use std::path::PathBuf;
use std::process::Command;

use anyhow::{Context, Result};
use clap::{Parser, Subcommand};

use foreman::evaluator::CliAiEvaluator;
use foreman::model_resolver::CliModelHealthProbe;
use foreman::pulse;
use foreman::supervisor::{PulseState, Supervisor};
use foreman::{config, todo_registry};
use foreman_forge::NullForge;
use foreman_notify::{FanOutNotifier, NotifyConfig};
use foreman_store::Store;
use foreman_types::Task;

#[derive(Parser, Debug)]
#[command(name = "foreman", version)]
#[command(about = "Autonomous multi-task orchestrator for AI coding workers")]
struct Cli {
    /// Repository root the supervisor operates on (must contain TODO.md).
    #[arg(long, default_value = ".")]
    repo: PathBuf,

    /// Supervisor state directory (default: $FOREMAN_HOME or ~/.foreman).
    #[arg(long)]
    state_dir: Option<PathBuf>,

    #[command(subcommand)]
    cmd: Commands,
}

#[derive(Subcommand, Debug)]
enum Commands {
    /// Register a task from TODO.md into the store as `queued`.
    Add {
        /// Task id as it appears in TODO.md (e.g. t123 or t123.4).
        task_id: String,
        /// Explicit model override (priority 1 of the resolver chain).
        #[arg(long)]
        model: Option<String>,
    },
    /// Cancel a task: terminal `cancelled`, regardless of current status.
    Cancel {
        task_id: String,
        #[arg(long, default_value = "cancelled by operator")]
        reason: String,
    },
    /// Run one pulse cycle: the single entrypoint a cron job calls.
    Pulse,
    /// Print a one-line summary of every non-terminal task.
    Status,
    /// Print environment, state-directory, and lock diagnostics.
    Doctor,
}

fn main() -> Result<()> {
    tracing_subscriber::fmt()
        .with_env_filter(tracing_subscriber::EnvFilter::from_default_env())
        .init();

    let cli = Cli::parse();
    let repo_root = cli.repo.canonicalize().unwrap_or(cli.repo.clone());
    let state_dir = cli.state_dir.unwrap_or_else(config::foreman_home);

    let result = match cli.cmd {
        Commands::Add { task_id, model } => run_add(&repo_root, &state_dir, &task_id, model),
        Commands::Cancel { task_id, reason } => run_cancel(&repo_root, &state_dir, &task_id, &reason),
        Commands::Pulse => run_pulse_once(&repo_root, &state_dir),
        Commands::Status => run_status(&repo_root, &state_dir),
        Commands::Doctor => run_doctor(&repo_root, &state_dir),
    };

    if let Err(err) = &result {
        eprintln!("error: {err:#}");
    }
    result
}

fn open_store(state_dir: &std::path::Path) -> Result<Store> {
    let db_path = state_dir.join("supervisor.db");
    Store::open(db_path).context("opening supervisor store")
}

fn build_supervisor(repo_root: &std::path::Path, state_dir: &std::path::Path) -> Result<Supervisor> {
    let cfg = config::load(repo_root)?;
    let store = open_store(state_dir)?;
    let identity = config::resolve_identity(&cfg.dispatch.identity_env, None);
    let notifier = Box::new(FanOutNotifier::new(NotifyConfig::default()));
    let forge = Box::new(NullForge::new());
    Ok(Supervisor::new(
        store,
        forge,
        notifier,
        cfg,
        repo_root.to_path_buf(),
        state_dir.to_path_buf(),
        identity,
    ))
}

/// Find the TODO.md entry for `task_id` and return its description, if any.
fn find_todo_description(repo_root: &std::path::Path, task_id: &str) -> Result<Option<String>> {
    let todo_path = repo_root.join("TODO.md");
    if !todo_path.exists() {
        return Ok(None);
    }
    let content = std::fs::read_to_string(&todo_path).context("reading TODO.md")?;
    for line in content.lines() {
        if let Some(entry) = todo_registry::parse_line(line) {
            if entry.task_id == task_id {
                return Ok(Some(entry.description));
            }
        }
    }
    Ok(None)
}

fn run_add(repo_root: &std::path::Path, state_dir: &std::path::Path, task_id: &str, model: Option<String>) -> Result<()> {
    let store = open_store(state_dir)?;
    if store.get_task(task_id)?.is_some() {
        anyhow::bail!("task {task_id} already exists in the store");
    }
    let description = find_todo_description(repo_root, task_id)?
        .with_context(|| format!("task {task_id} not found in TODO.md"))?;

    let mut task = Task::new(task_id, repo_root.to_path_buf(), description);
    task.model = model;
    store.insert_task(&task)?;
    println!("{task_id}: queued ({})", task.description);
    Ok(())
}

fn run_cancel(repo_root: &std::path::Path, state_dir: &std::path::Path, task_id: &str, reason: &str) -> Result<()> {
    let _ = repo_root;
    let store = open_store(state_dir)?;
    store.require_task(task_id)?;
    store.transition(
        task_id,
        foreman_types::TaskStatus::Cancelled,
        Some(reason),
        foreman_store::TransitionFields::default(),
    )?;
    println!("{task_id}: cancelled ({reason})");
    Ok(())
}

fn run_pulse_once(repo_root: &std::path::Path, state_dir: &std::path::Path) -> Result<()> {
    let sup = build_supervisor(repo_root, state_dir)?;
    let mut pulse_state = PulseState::new();
    let health = CliModelHealthProbe {
        timeout: sup.config.dispatch.health_probe_timeout,
    };
    let ai_evaluator = CliAiEvaluator {
        model: sup.config.evaluator.ai_evaluator_model.clone(),
        timeout: sup.config.evaluator.ai_evaluator_timeout,
    };
    let report = pulse::run_pulse(&sup, &mut pulse_state, &health, Some(&ai_evaluator))?;

    println!(
        "dispatched={} evaluated={} merged={} deployed={} verified={} hung_reconciled={}",
        report.dispatched, report.evaluated, report.merged, report.deployed, report.verified, report.hung_reconciled
    );
    for err in &report.errors {
        eprintln!("phase error: {err}");
    }
    Ok(())
}

fn run_status(repo_root: &std::path::Path, state_dir: &std::path::Path) -> Result<()> {
    let _ = repo_root;
    let store = open_store(state_dir)?;
    let tasks = store.list_nonterminal()?;
    if tasks.is_empty() {
        println!("no non-terminal tasks");
        return Ok(());
    }
    for task in tasks {
        println!(
            "{:<16} {:<12} retries={}/{} model={}",
            task.id,
            task.status.as_str(),
            task.retries,
            task.max_retries,
            task.model.as_deref().unwrap_or("-"),
        );
    }
    Ok(())
}

fn run_doctor(repo_root: &std::path::Path, state_dir: &std::path::Path) -> Result<()> {
    println!("repo_root: {}", repo_root.display());
    println!("state_dir: {}", state_dir.display());

    let cfg = config::load(repo_root)?;
    println!("identity: {}", config::resolve_identity(&cfg.dispatch.identity_env, None));
    println!("max_retries: {}", cfg.retry.max_retries);
    println!("hang_budget: {:?}", cfg.hang.hang_budget);

    match open_store(state_dir) {
        Ok(store) => println!("db_path: {}", store.db_path().display()),
        Err(err) => eprintln!("warn: could not open store: {err:#}"),
    }

    match foreman_lock::PulseLock::acquire(state_dir, cfg.lock.stale_timeout) {
        Ok(mut lock) => {
            println!("lock: currently free (acquired for this check)");
            let _ = lock.release();
        }
        Err(foreman_lock::LockError::Held { pid, hostname, acquired_at }) => {
            println!("lock: held by pid={pid} host={hostname} since {acquired_at}");
        }
        Err(err) => eprintln!("warn: lock check failed: {err:#}"),
    }

    print_cmd_version("git");
    print_cmd_version("worker");

    Ok(())
}

fn print_cmd_version(cmd: &str) {
    match Command::new(cmd).arg("--version").output() {
        Ok(out) if out.status.success() => {
            let s = String::from_utf8_lossy(&out.stdout).trim().to_string();
            println!("{cmd}: {s}");
        }
        Ok(out) => {
            eprintln!(
                "warn: {cmd} --version failed: {}",
                String::from_utf8_lossy(&out.stderr).trim()
            );
        }
        Err(err) => eprintln!("warn: unable to run {cmd} --version: {err}"),
    }
}

#[cfg(test)]
mod tests {
    use super::*;

    #[test]
    fn find_todo_description_reads_matching_task_id() {
        let td = tempfile::tempdir().unwrap();
        std::fs::write(
            td.path().join("TODO.md"),
            "- [ ] t001 Add retry logic\n- [ ] t002 Fix flaky test\n",
        )
        .unwrap();
        assert_eq!(
            find_todo_description(td.path(), "t001").unwrap(),
            Some("Add retry logic".to_string())
        );
        assert_eq!(find_todo_description(td.path(), "t999").unwrap(), None);
    }

    #[test]
    fn find_todo_description_returns_none_without_todo_file() {
        let td = tempfile::tempdir().unwrap();
        assert_eq!(find_todo_description(td.path(), "t001").unwrap(), None);
    }

    #[test]
    fn run_add_rejects_unknown_task_id() {
        let td = tempfile::tempdir().unwrap();
        std::fs::write(td.path().join("TODO.md"), "- [ ] t001 known task\n").unwrap();
        let state_dir = td.path().join("state");
        let err = run_add(td.path(), &state_dir, "t404", None).unwrap_err();
        assert!(err.to_string().contains("t404"));
    }

    #[test]
    fn run_add_inserts_queued_task_from_todo() {
        let td = tempfile::tempdir().unwrap();
        std::fs::write(td.path().join("TODO.md"), "- [ ] t001 Add retry logic\n").unwrap();
        let state_dir = td.path().join("state");
        run_add(td.path(), &state_dir, "t001", Some("opus".to_string())).unwrap();

        let store = open_store(&state_dir).unwrap();
        let task = store.require_task("t001").unwrap();
        assert_eq!(task.status, foreman_types::TaskStatus::Queued);
        assert_eq!(task.model.as_deref(), Some("opus"));
    }

    #[test]
    fn run_add_rejects_duplicate_task() {
        let td = tempfile::tempdir().unwrap();
        std::fs::write(td.path().join("TODO.md"), "- [ ] t001 Add retry logic\n").unwrap();
        let state_dir = td.path().join("state");
        run_add(td.path(), &state_dir, "t001", None).unwrap();
        let err = run_add(td.path(), &state_dir, "t001", None).unwrap_err();
        assert!(err.to_string().contains("already exists"));
    }
}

● ● ● ● ● ● ●

* Assignment *
What the task asks for is a word-for-word repeat of the lines above, from the first through the one containing "repo_root = cli.repo.canonicalize().unwrap_or(cli.repo.clone());".

* Worked solution *
use std::path::PathBuf;
use std::process::Command;

use anyhow::{Context, Result};
use clap::{Parser, Subcommand};

use foreman::evaluator::CliAiEvaluator;
use foreman::model_resolver::CliModelHealthProbe;
use foreman::pulse;
use foreman::supervisor::{PulseState, Supervisor};
use foreman::{config, todo_registry};
use foreman_forge::NullForge;
use foreman_notify::{FanOutNotifier, NotifyConfig};
use foreman_store::Store;
use foreman_types::Task;

#[derive(Parser, Debug)]
#[command(name = "foreman", version)]
#[command(about = "Autonomous multi-task orchestrator for AI coding workers")]
struct Cli {
    /// Repository root the supervisor operates on (must contain TODO.md).
    #[arg(long, default_value = ".")]
    repo: PathBuf,

    /// Supervisor state directory (default: $FOREMAN_HOME or ~/.foreman).
    #[arg(long)]
    state_dir: Option<PathBuf>,

    #[command(subcommand)]
    cmd: Commands,
}

#[derive(Subcommand, Debug)]
enum Commands {
    /// Register a task from TODO.md into the store as `queued`.
    Add {
        /// Task id as it appears in TODO.md (e.g. t123 or t123.4).
        task_id: String,
        /// Explicit model override (priority 1 of the resolver chain).
        #[arg(long)]
        model: Option<String>,
    },
    /// Cancel a task: terminal `cancelled`, regardless of current status.
    Cancel {
        task_id: String,
        #[arg(long, default_value = "cancelled by operator")]
        reason: String,
    },
    /// Run one pulse cycle: the single entrypoint a cron job calls.
    Pulse,
    /// Print a one-line summary of every non-terminal task.
    Status,
    /// Print environment, state-directory, and lock diagnostics.
    Doctor,
}

fn main() -> Result<()> {
    tracing_subscriber::fmt()
        .with_env_filter(tracing_subscriber::EnvFilter::from_default_env())
        .init();

    let cli = Cli::parse();
    let repo_root = cli.repo.canonicalize().unwrap_or(cli.repo.clone());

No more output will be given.